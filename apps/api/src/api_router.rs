use axum::Router;
use axum::routing::get;
use tower_http::trace::TraceLayer;

use crate::handlers;
use crate::state::AppState;

pub fn build_router(app_state: AppState) -> Router {
    Router::new()
        .route("/health", get(handlers::health::health_handler))
        .route(
            "/motion",
            get(handlers::motion::motion_handler).post(handlers::motion::motion_handler),
        )
        .layer(TraceLayer::new_for_http())
        .with_state(app_state)
}
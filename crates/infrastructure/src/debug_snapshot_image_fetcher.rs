use std::path::PathBuf;
use std::sync::Arc;

use async_trait::async_trait;
use motionwatch_application::ImageFetcher;
use motionwatch_core::AppResult;
use motionwatch_domain::ImageCredentials;
use tracing::{debug, warn};

/// Writes every fetched snapshot to a fixed path before handing it on.
///
/// The file is overwritten on each fetch; write failures are logged and never
/// fail the fetch.
pub struct DebugSnapshotImageFetcher {
    inner: Arc<dyn ImageFetcher>,
    path: PathBuf,
}

impl DebugSnapshotImageFetcher {
    /// Wraps a fetcher.
    #[must_use]
    pub fn new(inner: Arc<dyn ImageFetcher>, path: impl Into<PathBuf>) -> Self {
        Self {
            inner,
            path: path.into(),
        }
    }
}

#[async_trait]
impl ImageFetcher for DebugSnapshotImageFetcher {
    async fn fetch_image(
        &self,
        url: &str,
        credentials: Option<&ImageCredentials>,
    ) -> AppResult<Vec<u8>> {
        let image = self.inner.fetch_image(url, credentials).await?;

        match tokio::fs::write(&self.path, &image).await {
            Ok(()) => debug!(path = %self.path.display(), "debug snapshot written"),
            Err(error) => {
                warn!(path = %self.path.display(), error = %error, "failed to write debug snapshot");
            }
        }

        Ok(image)
    }
}
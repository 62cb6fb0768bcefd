use motionwatch_application::DetectionReport;
use motionwatch_core::{AppResult, LocationKey};
use motionwatch_domain::{DetectionEvent, ImageCredentials};
use serde::{Deserialize, Deserializer, Serialize};

/// Motion webhook payload, from a query string, a JSON body or a form.
#[derive(Debug, Default, Deserialize)]
pub struct MotionRequest {
    #[serde(rename = "jpegUrl", default)]
    pub jpeg_url: Option<String>,
    #[serde(rename = "jpegurl", default)]
    pub jpeg_url_lowercase: Option<String>,
    #[serde(default)]
    pub location: Option<String>,
    #[serde(default)]
    pub username: Option<String>,
    #[serde(default)]
    pub password: Option<String>,
    #[serde(
        rename = "ignoreCooldown",
        default,
        deserialize_with = "deserialize_flag"
    )]
    pub ignore_cooldown: bool,
}

impl MotionRequest {
    /// Returns the snapshot URL, preferring `jpegUrl` over `jpegurl`.
    #[must_use]
    pub fn image_url(&self) -> Option<&str> {
        [&self.jpeg_url, &self.jpeg_url_lowercase]
            .into_iter()
            .filter_map(Option::as_deref)
            .find(|value| !value.trim().is_empty())
    }

    pub fn into_event(self) -> AppResult<DetectionEvent> {
        let image_url = self.image_url().unwrap_or_default().to_owned();
        DetectionEvent::new(
            LocationKey::from_optional(self.location.as_deref()),
            image_url,
            ImageCredentials::from_parts(self.username.as_deref(), self.password.as_deref()),
            self.ignore_cooldown,
        )
    }
}

#[derive(Deserialize)]
#[serde(untagged)]
enum FlexibleFlag {
    Bool(bool),
    Number(i64),
    Text(String),
}

impl FlexibleFlag {
    fn is_set(&self) -> bool {
        match self {
            Self::Bool(value) => *value,
            Self::Number(value) => *value != 0,
            Self::Text(value) => is_truthy(value),
        }
    }
}

/// Accepts `true`, `1` and `yes` in any case; everything else is false.
pub fn is_truthy(value: &str) -> bool {
    matches!(
        value.trim().to_ascii_lowercase().as_str(),
        "true" | "1" | "yes"
    )
}

fn deserialize_flag<'de, D>(deserializer: D) -> Result<bool, D::Error>
where
    D: Deserializer<'de>,
{
    let flag = Option::<FlexibleFlag>::deserialize(deserializer)?;
    Ok(flag.is_some_and(|flag| flag.is_set()))
}

/// Webhook answer: analysis text or skip reason.
#[derive(Debug, Serialize)]
pub struct MotionResponse {
    /// Identifier of this event in the service logs.
    pub event_id: String,
    pub location: String,
    pub result: String,
    pub timestamp: String,
}

impl From<DetectionReport> for MotionResponse {
    fn from(report: DetectionReport) -> Self {
        Self {
            event_id: report.event_id.to_string(),
            result: report.result_text().to_owned(),
            timestamp: report.completed_at.to_rfc3339(),
            location: report.location.into(),
        }
    }
}

#[derive(Debug, Serialize)]
pub struct HealthResponse {
    pub status: &'static str,
    pub in_flight: usize,
}

/// API error payload.
#[derive(Debug, Serialize)]
pub struct ErrorResponse {
    pub message: String,
}
//! Admission of webhook calls for analysis.
//!
//! Every request passes two independent gates, in order:
//!
//! 1. the per-location cooldown (skipped when the caller asks to ignore it),
//! 2. the in-flight guard, so one location never runs two analyses at once.
//!
//! An admitted request carries an [`InFlightPermit`]; dropping it releases the
//! location on every exit path.

use std::collections::HashMap;
use std::sync::{Arc, Mutex, PoisonError};
use std::time::Duration;

use motionwatch_core::LocationKey;
use motionwatch_domain::AdmissionOutcome;
use tracing::debug;

use crate::in_flight_guard::{InFlightGuard, InFlightPermit};
use crate::{Clock, CooldownLimiter};


/// Result of one admission attempt.
#[derive(Debug)]
pub enum Admission {
    /// The request may proceed while it holds the permit.
    Admitted(InFlightPermit),
    /// The location was admitted less than one cooldown ago.
    SkippedCooldown,
    /// Another request for the location has not released it yet.
    SkippedInProgress,
}

impl Admission {
    /// Returns the outcome without the permit.
    #[must_use]
    pub fn outcome(&self) -> AdmissionOutcome {
        match self {
            Self::Admitted(_) => AdmissionOutcome::Admitted,
            Self::SkippedCooldown => AdmissionOutcome::SkippedCooldown,
            Self::SkippedInProgress => AdmissionOutcome::SkippedInProgress,
        }
    }

    /// Returns the permit of an admitted request.
    #[must_use]
    pub fn into_permit(self) -> Option<InFlightPermit> {
        match self {
            Self::Admitted(permit) => Some(permit),
            Self::SkippedCooldown | Self::SkippedInProgress => None,
        }
    }
}

/// Per-location admission state owned by the running server.
pub struct AdmissionController {
    cooldown: Duration,
    clock: Arc<dyn Clock>,
    // Limiters are created on first use and kept for the process lifetime.
    limiters: Mutex<HashMap<LocationKey, Arc<CooldownLimiter>>>,
    in_flight: InFlightGuard,
}

impl AdmissionController {
    /// Creates a controller applying `cooldown` to every location.
    #[must_use]
    pub fn new(cooldown: Duration, clock: Arc<dyn Clock>) -> Self {
        Self {
            cooldown,
            clock,
            limiters: Mutex::new(HashMap::new()),
            in_flight: InFlightGuard::new(),
        }
    }

    /// Decides whether a request for `location` may run its analysis.
    ///
    /// The cooldown baseline moves at admission time, before any external
    /// work. Bypassed requests leave cooldown state untouched.
    pub fn admit(&self, location: &LocationKey, ignore_cooldown: bool) -> Admission {
        if !ignore_cooldown && !self.limiter_for(location).check_and_update() {
            debug!(location = %location, "admission denied by cooldown");
            return Admission::SkippedCooldown;
        }

        match self.in_flight.try_acquire(location) {
            Some(permit) => {
                debug!(location = %location, ignore_cooldown, "admission granted");
                Admission::Admitted(permit)
            }
            None => {
                debug!(location = %location, "admission denied, analysis in progress");
                Admission::SkippedInProgress
            }
        }
    }

    /// Releases `location` explicitly. Idempotent.
    pub fn release(&self, location: &LocationKey) {
        self.in_flight.release(location);
    }

    /// Returns the number of locations with an analysis in progress.
    #[must_use]
    pub fn in_flight_count(&self) -> usize {
        self.in_flight.in_flight_count()
    }

    // Map lock covers only lookup/insert; the limiter has its own lock.
    fn limiter_for(&self, location: &LocationKey) -> Arc<CooldownLimiter> {
        let mut limiters = self
            .limiters
            .lock()
            .unwrap_or_else(PoisonError::into_inner);

        Arc::clone(limiters.entry(location.clone()).or_insert_with(|| {
            Arc::new(CooldownLimiter::new(self.cooldown, Arc::clone(&self.clock)))
        }))
    }
}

:: WHAT TO PRODUCE ::
Wherever "AdmissionController" occurs in the records above, copy the line it sits in.

:: REPLY ::
pub struct AdmissionController {
impl AdmissionController {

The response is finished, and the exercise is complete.